Blogging from Buddhaland #3

Under the Bodhi Tree with Thich Nhat Hanh Bodhgaya - October 21-22 Thich Nhat Hanh (Thay) looked amazingly refreshed on the heels of a 7 hour bus ride from Banaras to Bodhgaya, site of the Bodhi Tree under which the Buddha sat until he had achieved his long sought enlightenment.  Accompanied by a delegation of monks, nuns, and lay practitioners numbering almost 300 people, the 84 year old Thay walked mindfully in procession toward the Mahabodhi Temple on this crisp sunny morning.  His path was adorned by lines of various monks and school children bearing flowers, and above them large banners bidding a warm welcome... a scene almost suggesting the arrival of a spiritual rockstar. As Thay walked gracefully and slowly ahead, the lines of followers behind him closed in fast with various enthusiasts running to catch up with him.

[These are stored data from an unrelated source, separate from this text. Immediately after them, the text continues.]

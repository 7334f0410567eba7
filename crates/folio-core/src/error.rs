//! # Error Types
//!
//! The two error layers of folio-core. [`ValidationError`] rejects bad
//! input before any business logic runs; [`CoreError`] reports business
//! rule violations and absorbs validation failures via `#[from]`.
//!
//! Downstream, folio-db adds `DbError` and folio-engine folds all three
//! into the `EngineError` callers actually see:
//!
//! ```text
//! ValidationError → CoreError → (DbError) → EngineError → caller
//! ```
//!
//! The two stock errors are deliberately distinct. [`CoreError::StockExceeded`]
//! is the soft cart-time clamp signal; [`CoreError::InsufficientStock`] is the
//! hard commit-time rejection. Conflating them would either block carts too
//! early or let reservations overshoot the shelf.

use thiserror::Error;

use crate::types::ReservationStatus;

// =============================================================================
// Core Error
// =============================================================================

/// Business rule violations.
#[derive(Debug, Error)]
pub enum CoreError {
    /// Requested quantity cannot be covered by current stock.
    ///
    /// The hard, commit-time rejection. A reservation containing this
    /// line must not be created at all; the caller sees the title, what
    /// was asked for, and what the shelf actually holds.
    #[error("Insufficient stock for {title}: available {available}, requested {requested}")]
    InsufficientStock {
        book_id: String,
        title: String,
        available: i64,
        requested: i64,
    },

    /// A cart line was clamped down to the known stock level.
    ///
    /// The soft, cart-time signal. The cart keeps the clamped line and
    /// stays usable; the caller surfaces the message. The authoritative
    /// check still happens when the reservation is created.
    #[error("Only {available} in stock for this title")]
    StockExceeded { book_id: String, available: i64 },

    /// The book is not in the cart.
    #[error("Book {0} is not in the cart")]
    NotInCart(String),

    /// The cart is at its distinct-line ceiling.
    #[error("Cart cannot have more than {max} lines")]
    CartTooLarge { max: usize },

    /// A single line asked for more copies than any order may hold.
    #[error("Quantity {requested} exceeds maximum allowed ({max})")]
    QuantityTooLarge { requested: i64, max: i64 },

    /// The requested status change is not an edge in the workflow graph,
    /// such as reopening a completed or cancelled reservation.
    #[error("Reservation cannot change status from {from} to {to}")]
    InvalidTransition {
        from: ReservationStatus,
        to: ReservationStatus,
    },

    /// Input failed validation before business logic ran.
    #[error("Validation error: {0}")]
    Validation(#[from] ValidationError),
}

// =============================================================================
// Validation Error
// =============================================================================

/// Input rejections, raised before any state is read or written.
#[derive(Debug, Error)]
pub enum ValidationError {
    /// The field was blank once trimmed.
    #[error("{field} is required")]
    Required { field: String },

    /// Fewer characters than the field's floor.
    #[error("{field} must be at least {min} characters")]
    TooShort { field: String, min: usize },

    /// More characters than the field's ceiling.
    #[error("{field} must be at most {max} characters")]
    TooLong { field: String, max: usize },

    /// A number outside its allowed window.
    #[error("{field} must be between {min} and {max}")]
    OutOfRange { field: String, min: i64, max: i64 },

    /// Zero or negative where only positive makes sense.
    #[error("{field} must be positive")]
    MustBePositive { field: String },

    /// The shape is wrong: malformed UUID, bad wallet number, and so on.
    #[error("{field} has invalid format: {reason}")]
    InvalidFormat { field: String, reason: String },
}

// =============================================================================
// Result Type Alias
// =============================================================================

/// Shorthand for results that fail with [`CoreError`].
pub type CoreResult<T> = Result<T, CoreError>;

// =============================================================================
// Unit Tests
// =============================================================================

#[cfg(test)]
mod tests {
    use super::*;

    #[test]
    fn test_core_error_messages_name_the_numbers() {
        let err = CoreError::InsufficientStock {
            book_id: "b-1".to_string(),
            title: "Dom Casmurro".to_string(),
            available: 3,
            requested: 5,
        };
        assert_eq!(
            err.to_string(),
            "Insufficient stock for Dom Casmurro: available 3, requested 5"
        );

        let err = CoreError::StockExceeded {
            book_id: "b-1".to_string(),
            available: 2,
        };
        assert_eq!(err.to_string(), "Only 2 in stock for this title");

        let err = CoreError::InvalidTransition {
            from: ReservationStatus::Completed,
            to: ReservationStatus::Pending,
        };
        assert_eq!(
            err.to_string(),
            "Reservation cannot change status from completed to pending"
        );
    }

    #[test]
    fn test_validation_error_messages() {
        let err = ValidationError::Required {
            field: "customer name".to_string(),
        };
        assert_eq!(err.to_string(), "customer name is required");

        let err = ValidationError::TooLong {
            field: "title".to_string(),
            max: 200,
        };
        assert_eq!(err.to_string(), "title must be at most 200 characters");

        let err = ValidationError::OutOfRange {
            field: "quantity".to_string(),
            min: 1,
            max: 999,
        };
        assert_eq!(err.to_string(), "quantity must be between 1 and 999");
    }

    #[test]
    fn test_validation_converts_to_core_error() {
        let validation_err = ValidationError::Required {
            field: "customer name".to_string(),
        };
        let core_err: CoreError = validation_err.into();
        assert!(matches!(core_err, CoreError::Validation(_)));
    }
}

Some slight jockeying for better positioning subtly ensued. After a formal welcoming from the Sri Lankan delegation of monastics, Thay and his group circumambulated the Temple and the surprisingly green and healthy looking Bodhi Tree, and took their seats in preparation for the morning Dharma Talk. Additional guests at the event included about 50 young students from the Antioch College Buddhist Studies Program led by Robert Pryor since 1979, and other students who are studying Tibetan Buddhism at the nearby Root Institute. More »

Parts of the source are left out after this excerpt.